Work to complete: Starting at the top of the entries below, set down every line exactly, please, until you reach the line with "equal to the", which is included too.

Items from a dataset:
++++
//! Entity records: persistent field containers with typed accessors.
//!
//! A record stores *only the fields explicitly set*; reading an unset
//! field resolves to the field's default. Records never mutate — every
//! write returns a new record — and the backing map is shared through an
//! [`Arc`], so a write clones one small node map while every unchanged
//! [`FieldValue`] keeps its storage. Writing a value equal to the
//! field's resolved current value is a no-op that shares the map
//! wholesale.
//!
//! [`TaskData`], [`ResourceData`], and [`AssignmentData`] are the three
//! instantiations of [`EntityData`]; each carries typed accessors over
//! the raw `get_value`/`set_value` contract.

use std::collections::BTreeMap;
use std::sync::Arc;

use chrono::NaiveDateTime;
use serde::{Deserialize, Serialize};

use super::duration::Duration;
use super::fields::{
    AssignmentField, ConstraintType, FieldValue, ProjectField, ResourceField, TaskField,
};
use super::ident::{AssignmentId, ResourceId, TaskId};
use super::link::TaskLink;
use crate::error::{Result, SchedError};

// ================================
// Field map
// ================================

/// Persistent field-to-value map with structural sharing.
#[derive(Debug, Clone, PartialEq, Serialize, Deserialize)]
#[serde(transparent)]
pub struct FieldMap<F: ProjectField> {
    values: Arc<BTreeMap<F, FieldValue>>,
}

impl<F: ProjectField> FieldMap<F> {
    pub fn new() -> Self {
        Self {
            values: Arc::new(BTreeMap::new()),
        }
    }

    /// The stored value, or the field default when unset.
    pub fn get(&self, field: F) -> FieldValue {
        self.values
            .get(&field)
            .cloned()
            .unwrap_or_else(|| field.default_value())
    }

    /// Whether the field is explicitly set.
    pub fn has_value(&self, field: F) -> bool {
        self.values.contains_key(&field)
    }

    /// A new map with the field set; a resolved no-op shares the map.
    pub fn set_item(&self, field: F, value: FieldValue) -> Self {
        if self.get(field) == value {
            return self.clone();
        }
        let mut values = (*self.values).clone();
        values.insert(field, value);
        Self {
            values: Arc::new(values),
        }
    }

    /// A new map with the field unset; a no-op shares the map.
    pub fn remove_item(&self, field: F) -> Self {
        if !self.has_value(field) {
            return self.clone();
        }
        let mut values = (*self.values).clone();
        values.remove(&field);
        Self {
            values: Arc::new(values),
        }
    }

    /// Iterates the explicitly-set fields in registry order.
    pub fn set_fields(&self) -> impl Iterator<Item = (F, &FieldValue)> {
        self.values.iter().map(|(f, v)| (*f, v))
    }

    /// Whether both maps share the same backing storage. Holds after
    /// any chain of resolved no-op writes.
    pub(crate) fn shares(&self, other: &Self) -> bool {
        Arc::ptr_eq(&self.values, &other.values)
    }
}

impl<F: ProjectField> Default for FieldMap<F> {
    fn default() -> Self {
        Self::new()
    }
}

// ================================
// Entity records
// ================================

/// An immutable entity record: an identifier plus a [`FieldMap`].
#[derive(Debug, Clone, PartialEq, Serialize, Deserialize)]
pub struct EntityData<I, F: ProjectField> {
    id: I,
    fields: FieldMap<F>,
}

pub type TaskData = EntityData<TaskId, TaskField>;
pub type ResourceData = EntityData<ResourceId, ResourceField>;
pub type AssignmentData = EntityData<AssignmentId, AssignmentField>;

impl<I: Copy, F: ProjectField> EntityData<I, F> {
    pub fn id(&self) -> I {
        self.id
    }

    /// The stored value, or the field default when unset.
    pub fn get_value(&self, field: F) -> FieldValue {
        self.fields.get(field)
    }

    pub fn has_value(&self, field: F) -> bool {
        self.fields.has_value(field)
    }

    /// Iterates the explicitly-set fields; diffing walks this.
    pub fn set_fields(&self) -> impl Iterator<Item = (F, &FieldValue)> {
        self.fields.set_fields()
    }

    /// A new record with the field set, enforcing the field contract:
    /// computed and read-only fields reject the write, and the value's
    /// variant must match the field's declared kind.
    pub fn set_value(&self, field: F, value: FieldValue) -> Result<Self> {
        let def = field.definition();
        if def.computed {
            return Err(SchedError::ComputedField { field: def.name });
        }
        if def.read_only {
            return Err(SchedError::ReadOnlyField { field: def.name });
        }
        if !value.matches(def.kind) {
            return Err(SchedError::TypeMismatch {
                field: def.name,
                expected: def.kind,
                actual: value.kind(),
            });
        }
        Ok(self.with_value(field, value))
    }

    /// Unchecked store for scheduler-owned and structural writes.
    pub(crate) fn with_value(&self, field: F, value: FieldValue) -> Self {
        Self {
            id: self.id,
            fields: self.fields.set_item(field, value),
        }
    }

    pub(crate) fn without_value(&self, field: F) -> Self {
        Self {
            id: self.id,
            fields: self.fields.remove_item(field),
        }
    }

    /// Whether both records share field storage; holds when every write
    /// between them was a resolved no-op.
    pub(crate) fn shares_fields(&self, other: &Self) -> bool {
        self.fields.shares(&other.fields)
    }
}

impl TaskData {
    pub fn new(id: TaskId) -> Self {
        Self {
            id,
            fields: FieldMap::new(),
        }
    }

    pub fn name(&self) -> String {
        self.get_value(TaskField::Name)
            .as_text()
            .unwrap_or_default()
            .to_string()
    }

    /// 0-based dense position; doubles as the text reference number.
    pub fn ordinal(&self) -> usize {
        self.get_value(TaskField::Ordinal)
            .as_integer()
            .unwrap_or_default()
            .max(0) as usize
    }

    pub fn duration(&self) -> Duration {
        self.get_value(TaskField::Duration)
            .as_duration()
            .unwrap_or_default()
    }

    pub fn work(&self) -> Duration {
        self.get_value(TaskField::Work)
            .as_duration()
            .unwrap_or_default()
    }

    pub fn start(&self) -> Option<NaiveDateTime> {
        self.get_value(TaskField::Start).as_date().flatten()
    }

    pub fn finish(&self) -> Option<NaiveDateTime> {
        self.get_value(TaskField::Finish).as_date().flatten()
    }

    pub fn early_start(&self) -> Option<NaiveDateTime> {
        self.get_value(TaskField::EarlyStart).as_date().flatten()
    }

    pub fn early_finish(&self) -> Option<NaiveDateTime> {
        self.get_value(TaskField::EarlyFinish).as_date().flatten()
    }

    pub fn late_start(&self) -> Option<NaiveDateTime> {
        self.get_value(TaskField::LateStart).as_date().flatten()
    }

    pub fn late_finish(&self) -> Option<NaiveDateTime> {
        self.get_value(TaskField::LateFinish).as_date().flatten()
    }

    pub fn start_slack(&self) -> Duration {
        self.get_value(TaskField::StartSlack)
            .as_duration()
            .unwrap_or_default()
    }

    pub fn finish_slack(&self) -> Duration {
        self.get_value(TaskField::FinishSlack)
            .as_duration()
            .unwrap_or_default()
    }

    pub fn total_slack(&self) -> Duration {
        self.get_value(TaskField::TotalSlack)
            .as_duration()
            .unwrap_or_default()
    }

    pub fn is_critical(&self) -> bool {
        self.get_value(TaskField::Critical)
            .as_bool()
            .unwrap_or_default()
    }

    pub fn constraint_type(&self) -> ConstraintType {
        self.get_value(TaskField::ConstraintType)
            .as_constraint()
            .unwrap_or_default()
    }

    pub fn constraint_date(&self) -> Option<NaiveDateTime> {
        self.get_value(TaskField::ConstraintDate)
            .as_date()
            .flatten()
    }

    /// Links with this task as successor, ordered by predecessor ordinal.
    pub fn predecessor_links(&self) -> Arc<[TaskLink]> {
        self.get_value(TaskField::PredecessorLinks)
            .as_links()
            .cloned()
            .unwrap_or_else(|| Arc::from(Vec::new()))
    }

    /// Links with this task as predecessor, ordered by successor ordinal.
    pub fn successor_links(&self) -> Arc<[TaskLink]> {
        self.get_value(TaskField::SuccessorLinks)
            .as_links()
            .cloned()
            .unwrap_or_else(|| Arc::from(Vec::new()))
    }
}

impl ResourceData {
    pub fn new(id: ResourceId) -> Self {
        Self {
            id,
            fields: FieldMap::new(),
        }
    }

    pub fn name(&self) -> String {
        self.get_value(ResourceField::Name)
            .as_text()
            .unwrap_or_default()
            .to_string()
    }

    pub fn initials(&self) -> String {
        self.get_value(ResourceField::Initials)
            .as_text()
            .unwrap_or_default()
            .to_string()
    }
}

impl AssignmentData {
    /// Creates an assignment bound to its task and resource. The two
    /// references are fixed for the record's lifetime.
    pub fn new(id: AssignmentId, task: TaskId, resource: ResourceId) -> Self {
        let record = Self {
            id,
            fields: FieldMap::new(),
        };
        record
            .with_value(AssignmentField::Task, FieldValue::TaskRef(task))
            .with_value(AssignmentField::Resource, FieldValue::ResourceRef(resource))
    }

    pub fn task(&self) -> TaskId {
        self.get_value(AssignmentField::Task)
            .as_task_ref()
            .unwrap_or_default()
    }

    pub fn resource(&self) -> ResourceId {
        self.get_value(AssignmentField::Resource)
            .as_resource_ref()
            .unwrap_or_default()
    }

    /// Allocation fraction of a full-time resource; defaults to 1.0.
    pub fn units(&self) -> f64 {
        self.get_value(AssignmentField::Units)
            .as_percent()
            .unwrap_or(1.0)
    }

    pub fn work(&self) -> Duration {
        self.get_value(AssignmentField::Work)
            .as_duration()
            .unwrap_or_default()
    }

    pub fn start(&self) -> Option<NaiveDateTime> {
        self.get_value(AssignmentField::Start).as_date().flatten()
    }

    pub fn finish(&self) -> Option<NaiveDateTime> {
        self.get_value(AssignmentField::Finish).as_date().flatten()
    }
}

#[cfg(test)]
mod tests {
    use super::*;

    #[test]
    fn test_unset_fields_resolve_defaults() {
        let task = TaskData::new(TaskId::create());
        assert_eq!(task.name(), "");
        assert_eq!(task.duration(), Duration::zero());
        assert_eq!(task.constraint_type(), ConstraintType::AsSoonAsPossible);
        assert_eq!(task.start(), None);
        assert!(!task.has_value(TaskField::Duration));
    }

    #[test]
    fn test_set_value_stores_and_shares() {
        let task = TaskData::new(TaskId::create());
        let named = task
            .set_value(TaskField::Name, "Design".into())
            .unwrap();
        assert_eq!(named.name(), "Design");
        assert_eq!(task.name(), ""); // original untouched
        assert!(named.has_value(TaskField::Name));
    }

    #[test]
    fn test_set_default_value_is_a_noop() {
        let task = TaskData::new(TaskId::create());
        let same = task
            .set_value(TaskField::Work, Duration::zero().into())
            .unwrap();
        assert!(!same.has_value(TaskField::Work));
        assert_eq!(same, task);
    }

    #[test]
    fn test_set_value_rejects_kind_mismatch() {
        let task = TaskData::new(TaskId::create());
        let err = task
            .set_value(TaskField::Duration, FieldValue::Bool(true))
            .unwrap_err();
        assert!(matches!(err, SchedError::TypeMismatch { field: "Duration", .. }));
    }

    #[test]
    fn test_set_value_rejects_read_only_and_computed() {
        let task = TaskData::new(TaskId::create());
        assert!(matches!(
            task.set_value(TaskField::EarlyStart, FieldValue::Date(None)),
            Err(SchedError::ReadOnlyField { field: "Early Start" })
        ));
        assert!(matches!(
            task.set_value(TaskField::Predecessors, "0".into()),
            Err(SchedError::ComputedField { field: "Predecessors" })
        ));
    }

    #[test]
    fn test_duration_accepts_both_span_kinds() {
        let task = TaskData::new(TaskId::create());
        let t = task
            .set_value(TaskField::Duration, Duration::days(10).into())
            .unwrap()
            .set_value(TaskField::Work, Duration::hours(40).into())
            .unwrap();
        assert_eq!(t.duration(), Duration::days(10));
        assert_eq!(t.work(), Duration::hours(40));
    }

    #[test]
    fn test_set_fields_iterates_only_explicit() {
        let task = TaskData::new(TaskId::create())
            .set_value(TaskField::Name, "A".into())
            .unwrap()
            .set_value(TaskField::Duration, Duration::days(1).into())
            .unwrap();
        let set: Vec<TaskField> = task.set_fields().map(|(f, _)| f).collect();
        assert_eq!(set, vec![TaskField::Name, TaskField::Duration]);
    }

    #[test]
    fn test_assignment_refs_are_fixed() {
        let task_id = TaskId::create();
        let res_id = ResourceId::create();
        let a = AssignmentData::new(AssignmentId::create(), task_id, res_id);
        assert_eq!(a.task(), task_id);
        assert_eq!(a.resource(), res_id);
        assert_eq!(a.units(), 1.0);
        assert!(a
            .set_value(AssignmentField::Task, FieldValue::TaskRef(task_id))
            .is_err());
    }

    #[test]
    fn test_record_serde_roundtrip() {
        let task = TaskData::new(TaskId::create())
            .set_value(TaskField::Name, "Build".into())
            .unwrap()
            .set_value(TaskField::Duration, Duration::days(3).into())
            .unwrap();
        let json = serde_json::to_string(&task).unwrap();
        let back: TaskData = serde_json::from_str(&json).unwrap();
        assert_eq!(back, task);
    }
}
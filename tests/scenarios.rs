//! End-to-end editing and scheduling flows through the project facade.

use chrono::{NaiveDate, NaiveDateTime};

use cpm_core::models::{Duration, LinkType};
use cpm_core::{Project, SchedError};

fn date(y: i32, m: u32, d: u32, h: u32) -> NaiveDateTime {
    NaiveDate::from_ymd_opt(y, m, d)
        .unwrap()
        .and_hms_opt(h, 0, 0)
        .unwrap()
}

/// A project starting Monday 2018-01-29 on the standard calendar.
fn project_2018() -> Project {
    Project::empty().set_start(date(2018, 1, 29, 0))
}

#[test]
fn test_ten_day_task_skips_the_weekend() {
    let task = project_2018()
        .add_task()
        .unwrap()
        .set_duration(Duration::days(10))
        .unwrap();

    assert_eq!(task.start(), Some(date(2018, 1, 29, 8)));
    assert_eq!(task.finish(), Some(date(2018, 2, 9, 17)));
    assert!(task.is_critical());
}

#[test]
fn test_successor_follows_its_predecessor() {
    let first = project_2018()
        .add_task()
        .unwrap()
        .set_duration(Duration::days(10))
        .unwrap();
    let second = first
        .project()
        .add_task()
        .unwrap()
        .set_duration(Duration::days(5))
        .unwrap();
    let project = second
        .project()
        .link_tasks(first.id(), second.id())
        .unwrap();

    let second = project.task(second.id()).unwrap();
    assert_eq!(second.start(), Some(date(2018, 2, 12, 8)));
    assert_eq!(second.finish(), Some(date(2018, 2, 16, 17)));
}

#[test]
fn test_longer_duration_relevels_the_ending_assignment() {
    let project = Project::empty().set_start(date(2018, 2, 5, 0));
    let task = project.add_task().unwrap();
    let alice = task.project().add_resource().unwrap();
    let bob = alice.project().add_resource().unwrap();

    let first = bob
        .project()
        .add_assignment(task.id(), alice.id())
        .unwrap()
        .set_work(Duration::hours(40))
        .unwrap();
    let second = first
        .project()
        .add_assignment(task.id(), bob.id())
        .unwrap()
        .set_work(Duration::hours(80))
        .unwrap();

    // The 80h assignment carries the finish to 2018-02-16 17:00.
    let task = second.project().task(task.id()).unwrap();
    assert_eq!(task.finish(), Some(date(2018, 2, 16, 17)));

    // Stretching the duration re-levels only the assignment that ends
    // with the task; the 40h one already finished early and is kept.
    let task = task.set_duration(Duration::days(12)).unwrap();
    let project = task.project();
    let first = project.assignment(first.id()).unwrap();
    let second = project.assignment(second.id()).unwrap();

    assert_eq!(first.work(), Duration::hours(40));
    assert_eq!(second.work(), Duration::hours(96));
    assert_eq!(task.work(), Duration::hours(136));
    assert_eq!(first.finish(), Some(date(2018, 2, 9, 17)));
    assert_eq!(second.finish(), Some(date(2018, 2, 20, 17)));
    assert_eq!(task.finish(), Some(date(2018, 2, 20, 17)));
    assert_eq!(task.duration(), Duration::days(12));
}

#[test]
fn test_removing_a_resource_clears_work_but_not_dates() {
    let project = Project::empty().set_start(date(2018, 2, 5, 0));
    let task = project
        .add_task()
        .unwrap()
        .set_duration(Duration::days(5))
        .unwrap();
    let resource = task.project().add_resource().unwrap();
    let assigned = resource
        .project()
        .add_assignment(task.id(), resource.id())
        .unwrap()
        .project()
        .clone();

    let before = assigned.task(task.id()).unwrap();
    assert_eq!(before.work(), Duration::hours(40));

    let after = assigned.remove_resource(resource.id()).unwrap();
    let task = after.task(task.id()).unwrap();
    assert!(task.work().is_zero());
    assert_eq!(task.duration(), Duration::days(5));
    assert_eq!(task.start(), Some(date(2018, 2, 5, 8)));
    assert_eq!(task.finish(), Some(date(2018, 2, 9, 17)));
    assert!(after.assignments().is_empty());

    // The diff picks up both the dropped assignment and the work delta.
    let changes = after.get_changes(&assigned);
    assert_eq!(changes.assignments.removed.len(), 1);
    assert_eq!(changes.resources.removed.len(), 1);
    let task_changes = &changes.tasks.changed[0];
    assert!(task_changes
        .fields
        .iter()
        .any(|c| c.old == Duration::hours(40).into() && c.new == Duration::zero().into()));
}

#[test]
fn test_predecessor_text_round_trips_with_lag() {
    let first = project_2018().add_task().unwrap();
    let second = first.project().add_task().unwrap();

    let second = second.set_predecessors("0FS+1 day").unwrap();
    assert_eq!(second.predecessors(), "0FS+1 day");

    let record = second.project().data().task(second.id()).unwrap();
    let links = record.predecessor_links();
    assert_eq!(links.len(), 1);
    assert_eq!(links[0].predecessor, first.id());
    assert_eq!(links[0].link_type, LinkType::FinishToStart);
    assert_eq!(links[0].lag, Duration::days(1));
}

#[test]
fn test_resource_name_text_builds_assignments() {
    let task = project_2018()
        .add_task()
        .unwrap()
        .set_duration(Duration::days(5))
        .unwrap();
    let task = task.set_resource_names("Alice [50%], Bob").unwrap();

    let project = task.project();
    assert_eq!(project.resources().len(), 2);
    assert_eq!(project.assignments().len(), 2);
    assert_eq!(task.resource_names(), "Alice [50%], Bob");

    // Dropping Alice from the text removes her assignment but keeps the
    // resource itself around.
    let task = task.set_resource_names("Bob").unwrap();
    assert_eq!(task.project().resources().len(), 2);
    assert_eq!(task.project().assignments().len(), 1);
    assert_eq!(task.resource_names(), "Bob");
}

#[test]
fn test_start_edit_becomes_a_constraint() {
    let task = project_2018()
        .add_task()
        .unwrap()
        .set_duration(Duration::days(5))
        .unwrap();
    assert_eq!(task.start(), Some(date(2018, 1, 29, 8)));

    let task = task.set_start(date(2018, 2, 7, 0)).unwrap();
    assert_eq!(task.start(), Some(date(2018, 2, 7, 8)));
    assert_eq!(task.finish(), Some(date(2018, 2, 13, 17)));
}

#[test]
fn test_cycles_are_rejected_before_any_change() {
    let first = project_2018().add_task().unwrap();
    let second = first.project().add_task().unwrap();
    let project = second
        .project()
        .link_tasks(first.id(), second.id())
        .unwrap();

    let err = project.link_tasks(second.id(), first.id()).unwrap_err();
    assert!(matches!(err, SchedError::LinkCycle { .. }));

    // The rejected edit left no trace.
    let second = project.task(second.id()).unwrap();
    assert_eq!(second.predecessors(), "0");
    assert!(project
        .data()
        .task(first.id())
        .unwrap()
        .predecessor_links()
        .is_empty());
}

#[test]
fn test_old_snapshots_survive_later_edits() {
    let v0 = project_2018();
    let task = v0.add_task().unwrap();
    let v1 = task.project().clone();
    let v2 = task
        .set_duration(Duration::days(3))
        .unwrap()
        .set_name("Paint")
        .unwrap()
        .project()
        .clone();

    // v0 and v1 still answer queries exactly as when they were made.
    assert!(v0.tasks().is_empty());
    assert_eq!(v1.task(task.id()).unwrap().duration(), Duration::zero());

    let changes = v2.get_changes(&v0);
    assert_eq!(changes.tasks.added, vec![task.id()]);
    assert!(changes.tasks.changed.is_empty());
}

#[test]
fn test_scheduled_snapshot_round_trips_through_json() {
    let first = project_2018()
        .add_task()
        .unwrap()
        .set_name("Design")
        .unwrap()
        .set_duration(Duration::days(10))
        .unwrap();
    let second = first
        .project()
        .add_task()
        .unwrap()
        .set_duration(Duration::days(5))
        .unwrap();
    let task = second
        .project()
        .link_tasks(first.id(), second.id())
        .unwrap()
        .task(second.id())
        .unwrap()
        .set_resource_names("Alice [50%]")
        .unwrap();

    let data = task.project().data();
    let json = serde_json::to_string(data).unwrap();
    let restored: cpm_core::models::ProjectData = serde_json::from_str(&json).unwrap();
    assert_eq!(&restored, data);
}

#[test]
fn test_rescheduling_a_scheduled_project_changes_nothing() {
    let task = project_2018()
        .add_task()
        .unwrap()
        .set_duration(Duration::days(4))
        .unwrap();
    let task = task.set_resource_names("Alice").unwrap();

    let data = task.project().data();
    let again = cpm_core::scheduler::schedule(data);
    assert_eq!(&again, data);
    assert!(task.project().get_changes(task.project()).is_empty());
}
++++
Exercise output:
//! Entity records: persistent field containers with typed accessors.
//!
//! A record stores *only the fields explicitly set*; reading an unset
//! field resolves to the field's default. Records never mutate — every
//! write returns a new record — and the backing map is shared through an
//! [`Arc`], so a write clones one small node map while every unchanged
//! [`FieldValue`] keeps its storage. Writing a value equal to the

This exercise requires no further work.